In [None]:
!pip install pydub gradio librosa

Collecting pydub
  Downloading pydub-0.25.1-py2.py3-none-any.whl.metadata (1.4 kB)
Collecting gradio
  Downloading gradio-5.31.0-py3-none-any.whl.metadata (16 kB)
Collecting aiofiles<25.0,>=22.0 (from gradio)
  Downloading aiofiles-24.1.0-py3-none-any.whl.metadata (10 kB)
Collecting fastapi<1.0,>=0.115.2 (from gradio)
  Downloading fastapi-0.115.12-py3-none-any.whl.metadata (27 kB)
Collecting ffmpy (from gradio)
  Downloading ffmpy-0.5.0-py3-none-any.whl.metadata (3.0 kB)
Collecting gradio-client==1.10.1 (from gradio)
  Downloading gradio_client-1.10.1-py3-none-any.whl.metadata (7.1 kB)
Collecting groovy~=0.1 (from gradio)
  Downloading groovy-0.1.2-py3-none-any.whl.metadata (6.1 kB)
Collecting python-multipart>=0.0.18 (from gradio)
  Downloading python_multipart-0.0.20-py3-none-any.whl.metadata (1.8 kB)
Collecting ruff>=0.9.3 (from gradio)
  Downloading ruff-0.11.11-py3-none-manylinux_2_17_x86_64.manylinux2014_x86_64.whl.metadata (25 kB)
Collecting safehttpx<0.2.0,>=0.1.6 (from gradio

In [None]:
import gradio as gr
from pydub import AudioSegment
import tempfile
import os
import librosa
import tensorflow as tf
import numpy as np
import soundfile as sf
import matplotlib.pyplot as plt
import librosa.display
import time

In [None]:
CURRENT_AUDIO = None

def process_audio(audio_path):
    global CURRENT_AUDIO
    if not audio_path or not os.path.exists(audio_path):
        raise gr.Error("Сначала сделайте запись!")
    audio = AudioSegment.from_file(audio_path)
    processed = audio[:1000]

    if len(processed) < 1000:
        silence = AudioSegment.silent(1000 - len(processed))
        processed += silence.set_frame_rate(processed.frame_rate)

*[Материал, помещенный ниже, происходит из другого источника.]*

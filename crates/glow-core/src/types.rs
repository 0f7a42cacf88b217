//! # Domain Types
//!
//! Catalog records shared by the cart store, the catalog provider and the
//! storefront renderer.
//!
//! ```text
//! ┌─────────────────────────┐      ┌─────────────────┐
//! │        Product          │      │    Category     │
//! │  ─────────────────────  │      │  ─────────────  │
//! │  id (stable string)     │─────►│  Skincare       │
//! │  name                   │      │  Makeup         │
//! │  price (Money, cents)   │      │  Sets           │
//! │  image (URI)            │      └─────────────────┘
//! └─────────────────────────┘
//! ```
//!
//! Products are immutable once the catalog is loaded. The cart stores its own
//! copy of each product it holds, so a line keeps rendering even if the
//! catalog it came from goes away.

use serde::{Deserialize, Serialize};
use std::fmt;
use ts_rs::TS;

use crate::money::Money;

// =============================================================================
// Category
// =============================================================================

/// Product category. Each one has its own page in the storefront.
#[derive(Debug, Clone, Copy, PartialEq, Eq, Hash, Serialize, Deserialize, TS)]
#[ts(export)]
#[serde(rename_all = "lowercase")]
pub enum Category {
    Skincare,
    Makeup,
    Sets,
}

impl Category {
    /// Every category, in navigation order.
    pub const ALL: [Category; 3] = [Category::Skincare, Category::Makeup, Category::Sets];

    /// URL path segment (`"skincare"`).
    pub const fn slug(&self) -> &'static str {
        match self {
            Category::Skincare => "skincare",
            Category::Makeup => "makeup",
            Category::Sets => "sets",
        }
    }

    /// Display label (`"Skincare"`).
    pub const fn label(&self) -> &'static str {
        match self {
            Category::Skincare => "Skincare",
            Category::Makeup => "Makeup",
            Category::Sets => "Sets",
        }
    }

    /// Looks a category up by its slug, case-insensitively.
    pub fn from_slug(slug: &str) -> Option<Self> {
        Category::ALL
            .into_iter()
            .find(|c| c.slug().eq_ignore_ascii_case(slug))
    }
}

impl fmt::Display for Category {
    fn fmt(&self, f: &mut fmt::Formatter<'_>) -> fmt::Result {
        f.write_str(self.label())
    }
}

// =============================================================================
// Product
// =============================================================================

/// A product available for purchase.
#[derive(Debug, Clone, PartialEq, Eq, Serialize, Deserialize, TS)]
#[ts(export)]
pub struct Product {
    /// Unique identifier, stable for the process lifetime.
    pub id: String,

    /// Display name shown on the product card and in the cart.
    pub name: String,

    /// Unit price in cents.
    pub price: Money,

    /// Image URI for the product card.
    pub image: String,

    pub category: Category,
}

impl Product {
    /// Creates a product record.
    pub fn new(
        id: impl Into<String>,
        name: impl Into<String>,
        price: Money,
        image: impl Into<String>,
        category: Category,
    ) -> Self {
        Product {
            id: id.into(),
            name: name.into(),
            price,
            image: image.into(),
            category,
        }
    }
}

// =============================================================================
// Unit Tests
// =============================================================================
//! # Commands Module
//!
//! Everything the UI layer can ask of the storefront.
//!
//! ## Command Organization
//! ```text
//! commands/
//! ├── mod.rs      ◄─── You are here (exports)
//! ├── product.rs  ◄─── Catalog listing and lookup
//! ├── cart.rs     ◄─── Cart manipulation
//! └── nav.rs      ◄─── Routing and the mobile drawer
//! ```
//!
//! ## State Injection
//! Each command declares only the state it needs:
//! ```rust,ignore
//! // Only needs the cart
//! fn get_cart(cart: &SessionCart) -> CartSnapshot
//!
//! // Needs catalog, cart and the configured quantity ceiling
//! fn add_to_cart(catalog: &CatalogState, cart: &SessionCart, config: &ConfigState, ...)
//! ```

pub mod cart;
pub mod nav;
pub mod product;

    temp_path = os.path.join(tempfile.gettempdir(), f"base_{os.getpid()}.wav")
    processed.export(temp_path, format="wav")
    CURRENT_AUDIO = temp_path
    return temp_path

In [None]:
def add_noise(waveform, noise_level=0.02):
    noise = tf.random.normal(shape=tf.shape(waveform), mean=0.0, stddev=noise_level)
    return waveform + noise

def adjust_volume(waveform, volume_factor=1.0):
    return waveform * volume_factor

def apply_time_shift(waveform, shift_seconds=0.0, sample_rate=44100):
    shift_samples = int(shift_seconds * sample_rate)
    return tf.roll(waveform, shift_samples, axis=0)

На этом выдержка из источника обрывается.